Diatoms were the dominant microfossil group at Hole 1075A. Species counts and identification were carried out on smear slides. In addition, opaline phytoliths and silicoflagellates were also counted without distinction of species or morphotypes. Diatoms are abundant and well preserved throughout Hole 1075A, except for Sample 175-1075A-10H-CC (Table 6; Fig. 20). Examination of the core-catcher samples indicates a Pleistocene age for this hole. Samples 175-1075A-1H-CC through 12H-CC are assigned to the Pseudoeunotia doliolus Zone, and Samples 175-1075A-13H-CC through 21H-CC to the Nitzschia rheinholdii Zone. A biostratigraphic marker species is lacking from Sample 175-1075A-22H-CC. Pliocene species are not found in Hole 1075A.

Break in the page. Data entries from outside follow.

fn symbol(currency: &str) -> Option<&'static str> {
    match currency {
        "EUR" => Some("€"),
        "USD" => Some("$"),
        "GBP" => Some("£"),
        "JPY" => Some("¥"),
        _ => None,
    }
}

fn grouped(abs: f64) -> String {
    let cents = format!("{:.2}", abs);
    let (int_part, dec_part) = cents.split_once('.').unwrap_or((cents.as_str(), "00"));

    let mut with_commas = String::new();
    for (i, c) in int_part.chars().rev().enumerate() {
        if i > 0 && i % 3 == 0 {
            with_commas.push(',');
        }
        with_commas.push(c);
    }
    let with_commas: String = with_commas.chars().rev().collect();
    format!("{with_commas}.{dec_part}")
}

/// Format an amount in `currency` with thousands separators: €1,234.56, or
/// 1,234.56 SEK for codes without a known symbol.
pub fn money(val: f64, currency: &str) -> String {
    let sign = if val < 0.0 { "-" } else { "" };
    let body = grouped(val.abs());
    match symbol(currency) {
        Some(sym) => format!("{sign}{sym}{body}"),
        None => format!("{sign}{body} {currency}"),
    }
}

/// Signed variant for balances and deltas: always shows `+` or `-`.
pub fn signed_money(val: f64, currency: &str) -> String {
    if val > 0.0 {
        format!("+{}", money(val, currency))
    } else {
        money(val, currency)
    }
}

The flora is dominated by upwelling-indicator species (>50% of total diatom assemblage consists of Thalassionema nitzschioides var. nitzschioides and Chaetoceros resting spores and setae; Table 6), accompanied by freshwater taxa (e.g., Aulacoseira granulata, A. islandica, and Cyclotella spp.), neritic species (e.g., Actinoptychus senarius), and species characteristic of oceanic conditions (e.g., Alveus [= Nitzschia] marinus and Rhizosolenia robusta). In general, indicator species characterize Hole 1075A as upwelling-dominated with variable freshwater input (Fig. 20).
The presence of freshwater diatoms at Hole 1075A is attributed to supply by the Congo River, and high abundances may be interpreted as signals for humid intervals on the African continent (e.g., Jansen et al., 1989). The contribution of the freshwater assemblage is moderately high in Samples 175-1075A-4H-CC (~5%), 10H-CC (~10%), and 15H-CC (~6%) and is high in Sample 22H-CC (~27%). Opaline phytoliths, the second continental signal, are present in low numbers in almost all core-catcher samples; highest relative abundances are seen in Sample 10H-CC.